Among them was Jeff, an older guy with leather skin, longish gray Willie Nelson hair, blue eyes, and a vaguely bigoted vibe. (He said he didn't think being gay was "natural;" I told him I believed my gay friends were probably -- to quote Lady Gaga before her time -- born that way; we agreed to disagree.) He was flirtatious with me and suspicious of everyone else, but he was friends with Roan, a younger guy who looked like Keanu Reeves playing the part of a homeless person, who seemed normal until the schizophrenia kicked in and then you realized he wasn’t a poseur. There was Chris Carroll, another older fellow who told me a joke – he said his middle name was “Must,” as in “Chris Must Carroll”/Christmas carol, and then I swear to god he pulled out a harmonica and played what I guess was supposed to be a Christmas carol.

When I moved to San Diego and lived here briefly, six years ago after getting laid off back East and figuring what the heck and starting a new life in California, I didn’t have a job for a while, so I just walked around downtown. I felt a kinship with these guys and would often linger by the church talking to them, for 20, 30 minutes some days. (I once hung out with Roan for the better part of an hour or two, as I walked by the bay and he followed along like a chatty puppy, straddle-walking a bike, talking in a mixture of alternative-rock song lyrics and conspiracy theory and inviting me to “a nude beach.”)

I knew their stories, and except for when they called me “Cathy,” they knew and remembered mine. I had walked by on my 30th birthday soon after I arrived in town all those years ago – and a few of them tried to pool together some cash so I could buy myself a cake. (I didn’t let them give me any money.)

There was this group run by the city called “Clean & Safe San Diego,” these men and women in neon-orange vests and some on Segways, whose duty was ostensibly to look after the tourists and homeless people downtown and call 911 if anyone needed medical attention or the cops. But when I went to the group job interview, the director showed us a map of downtown and said he wanted us to help nudge the homeless people away from their beloved downtown – away from the eyes of the tourists and their flow of tourist cash to spend in safe, anodyne, bum-free cities. (I didn't return the call from the recruiter asking me to come in for a follow-up interview.)

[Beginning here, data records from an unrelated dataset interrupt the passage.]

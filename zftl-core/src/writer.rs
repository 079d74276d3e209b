// vim: tw=80
//! Writer front ends
//!
//! A writer accumulates LBAs and hands them to the device in whole transfers.
//! Placement itself is done by [`Dev`](crate::device::Dev), which owns the
//! bands and the L2P table.

use std::collections::VecDeque;

use crate::types::*;

#[derive(Clone, Copy, Debug, Eq, PartialEq)]
pub enum WriterKind {
    /// Writes on behalf of users
    User,
    /// Relocates valid data out of bands being reclaimed
    Gc,
}

#[derive(Clone, Copy, Debug, Eq, PartialEq)]
pub enum WriterState {
    Paused,
    Running,
    Halted,
}

#[derive(Debug)]
pub struct Writer {
    kind: WriterKind,
    state: WriterState,
    /// Band currently receiving this writer's data
    band: Option<BandT>,
    /// LBAs not yet placed, oldest first
    queue: VecDeque<LbaT>,
    /// Transfer size, in blocks
    batch: u64,
}

impl Writer {
    pub fn band(&self) -> Option<BandT> {
        self.band
    }

    pub fn batch(&self) -> u64 {
        self.batch
    }

    /// Drop everything still queued.  Returns the number of LBAs lost.
    pub fn discard(&mut self) -> usize {
        let n = self.queue.len();
        self.queue.clear();
        n
    }

    /// Queue `lba` for placement.  Fails with `EAGAIN` unless running.
    pub fn enqueue(&mut self, lba: LbaT) -> Result<()> {
        if self.state != WriterState::Running {
            return Err(Error::EAGAIN);
        }
        self.queue.push_back(lba);
        Ok(())
    }

    /// Stop accepting new data.  Anything already queued may still be placed.
    pub fn halt(&mut self) {
        self.state = WriterState::Halted;
    }

    pub fn is_halted(&self) -> bool {
        self.state == WriterState::Halted
    }

    pub fn kind(&self) -> WriterKind {
        self.kind
    }

    /// A new, paused writer that issues single-block transfers until told
    /// otherwise.
    pub fn new(kind: WriterKind) -> Self {
        Writer {
            kind,
            state: WriterState::Paused,
            band: None,
            queue: VecDeque::new(),
            batch: 1,
        }
    }

    /// Complete a partial trailing transfer with `LBA_INVALID`.  Returns the
    /// number of padding blocks added.
    pub fn pad(&mut self) -> u64 {
        let partial = self.queue.len() as u64 % self.batch;
        if partial == 0 {
            return 0;
        }
        let padding = self.batch - partial;
        for _ in 0..padding {
            self.queue.push_back(LBA_INVALID);
        }
        padding
    }

    /// Number of LBAs waiting to be placed
    pub fn pending(&self) -> usize {
        self.queue.len()
    }

    /// Return a batch that could not be placed to the head of the queue.
    pub fn requeue(&mut self, batch: Vec<LbaT>) {
        for lba in batch.into_iter().rev() {
            self.queue.push_front(lba);
        }
    }

    /// Return the writer to service after a restart or a pause.
    pub fn resume(&mut self) {
        self.state = WriterState::Running;
    }

    pub fn set_band(&mut self, band: Option<BandT>) {
        self.band = band;
    }

    /// Set the transfer size.  Only allowed while nothing is queued.
    pub fn set_batch(&mut self, batch: u64) {
        assert!(batch > 0);
        assert!(self.queue.is_empty());
        self.batch = batch;
    }

    pub fn state(&self) -> WriterState {
        self.state
    }

    /// Remove the oldest complete transfer from the queue, if there is one.
    pub fn take_batch(&mut self) -> Option<Vec<LbaT>> {
        if (self.queue.len() as u64) < self.batch {
            None
        } else {
            Some(self.queue.drain(..self.batch as usize).collect())
        }
    }
}

// LCOV_EXCL_STOP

I don’t know if the group’s ominous master plan succeeded, or if the guys I knew who sat outside the Scientology church found a different place to hang out, or if I was there at the wrong times or what – but six years later, when I walked to the place where they had been every day I’d lived in town, any time I passed by on my frequent rambles through downtown, they were gone. I had even planned to hand out some cash to anyone who was still there, now that I had some to give.

There were just shadows where they had been.

I took a picture of those shadows. 

Down by the bay is where I went walking at night when I lived here six years ago. I had friends on both sides – the brightly lit side close to the convention center, with its hotels and restaurant-bars and T-shirt shops and docks full of yachts; and the shadier side, where the Tom Waits characters lived for cheap on their ramshackle vessels.

There was a young couple, Aaron and Sarah, who lived on their small yacht over on the nice, tourist side of the bay, and took rich folks on “sunset dinner cruises” (they had a brochure and everything). The night I met them, they had just lost a lot of dough in the stock market (this was 2008, after all), and they were both drunk and Sarah had been threatening to take her life. In desperation, Aaron had gone out onto the deck, or the dock, and had called out to the first age-appropriate female walking by: “Hey, girl in the red hoodie!” That girl in the red hoodie was me.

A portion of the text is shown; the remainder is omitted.